Show the lines below that contain the string "impl".

----

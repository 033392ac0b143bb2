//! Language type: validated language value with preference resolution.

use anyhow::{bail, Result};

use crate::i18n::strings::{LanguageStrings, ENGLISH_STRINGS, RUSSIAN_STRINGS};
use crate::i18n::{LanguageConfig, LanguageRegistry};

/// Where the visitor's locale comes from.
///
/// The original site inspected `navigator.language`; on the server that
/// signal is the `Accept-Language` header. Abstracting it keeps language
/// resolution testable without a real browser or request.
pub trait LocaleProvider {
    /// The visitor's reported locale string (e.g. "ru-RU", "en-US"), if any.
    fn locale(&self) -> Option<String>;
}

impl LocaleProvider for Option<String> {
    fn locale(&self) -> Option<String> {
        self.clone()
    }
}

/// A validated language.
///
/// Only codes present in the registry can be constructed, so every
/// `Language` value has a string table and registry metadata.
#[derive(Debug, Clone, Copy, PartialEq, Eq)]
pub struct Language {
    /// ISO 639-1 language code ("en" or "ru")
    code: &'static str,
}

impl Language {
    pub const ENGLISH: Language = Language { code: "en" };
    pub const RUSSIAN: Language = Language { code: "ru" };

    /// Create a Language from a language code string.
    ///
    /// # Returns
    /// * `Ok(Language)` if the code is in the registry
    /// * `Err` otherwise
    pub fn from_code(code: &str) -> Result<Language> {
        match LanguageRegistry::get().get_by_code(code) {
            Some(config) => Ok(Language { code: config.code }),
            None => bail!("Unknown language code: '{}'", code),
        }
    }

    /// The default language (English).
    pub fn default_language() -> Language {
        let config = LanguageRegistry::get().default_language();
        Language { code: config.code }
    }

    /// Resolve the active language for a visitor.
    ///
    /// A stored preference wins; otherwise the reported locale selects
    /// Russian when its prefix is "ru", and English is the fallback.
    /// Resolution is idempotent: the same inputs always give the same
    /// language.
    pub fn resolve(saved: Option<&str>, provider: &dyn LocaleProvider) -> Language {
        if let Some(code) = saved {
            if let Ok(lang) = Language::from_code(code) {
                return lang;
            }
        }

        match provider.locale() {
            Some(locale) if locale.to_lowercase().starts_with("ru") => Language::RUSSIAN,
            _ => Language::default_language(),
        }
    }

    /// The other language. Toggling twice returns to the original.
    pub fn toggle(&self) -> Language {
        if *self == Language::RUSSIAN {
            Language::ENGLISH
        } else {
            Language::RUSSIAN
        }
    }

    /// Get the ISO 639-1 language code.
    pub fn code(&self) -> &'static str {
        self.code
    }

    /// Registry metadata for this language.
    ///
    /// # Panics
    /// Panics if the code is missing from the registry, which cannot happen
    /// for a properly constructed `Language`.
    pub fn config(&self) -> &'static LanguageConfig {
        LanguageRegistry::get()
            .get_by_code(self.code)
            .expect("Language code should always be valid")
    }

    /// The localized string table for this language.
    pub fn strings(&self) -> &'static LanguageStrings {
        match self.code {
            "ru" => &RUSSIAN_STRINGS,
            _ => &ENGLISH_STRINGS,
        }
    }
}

----

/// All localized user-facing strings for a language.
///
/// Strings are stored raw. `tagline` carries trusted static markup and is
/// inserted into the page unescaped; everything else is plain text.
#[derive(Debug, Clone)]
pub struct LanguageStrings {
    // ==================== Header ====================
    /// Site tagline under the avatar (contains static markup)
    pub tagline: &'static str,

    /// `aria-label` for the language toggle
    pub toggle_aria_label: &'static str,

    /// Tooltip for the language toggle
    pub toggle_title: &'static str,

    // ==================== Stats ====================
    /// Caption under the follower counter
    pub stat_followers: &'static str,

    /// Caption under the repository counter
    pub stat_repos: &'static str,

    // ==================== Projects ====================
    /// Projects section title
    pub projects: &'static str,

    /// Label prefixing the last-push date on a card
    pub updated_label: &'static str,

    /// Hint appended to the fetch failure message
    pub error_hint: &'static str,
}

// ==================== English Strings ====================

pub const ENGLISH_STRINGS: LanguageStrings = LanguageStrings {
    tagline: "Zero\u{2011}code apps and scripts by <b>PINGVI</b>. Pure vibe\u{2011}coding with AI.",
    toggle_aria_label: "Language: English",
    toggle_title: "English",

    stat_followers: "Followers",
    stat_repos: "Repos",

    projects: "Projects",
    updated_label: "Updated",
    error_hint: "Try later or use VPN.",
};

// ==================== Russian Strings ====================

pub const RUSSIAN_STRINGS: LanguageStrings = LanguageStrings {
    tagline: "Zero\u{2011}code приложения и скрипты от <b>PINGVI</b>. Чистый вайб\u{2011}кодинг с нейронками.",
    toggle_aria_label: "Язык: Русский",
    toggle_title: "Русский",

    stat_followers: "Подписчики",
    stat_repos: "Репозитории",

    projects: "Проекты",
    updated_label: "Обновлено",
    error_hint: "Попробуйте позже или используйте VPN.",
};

----

Solution to the exercise
impl LocaleProvider for Option<String> {
impl Language {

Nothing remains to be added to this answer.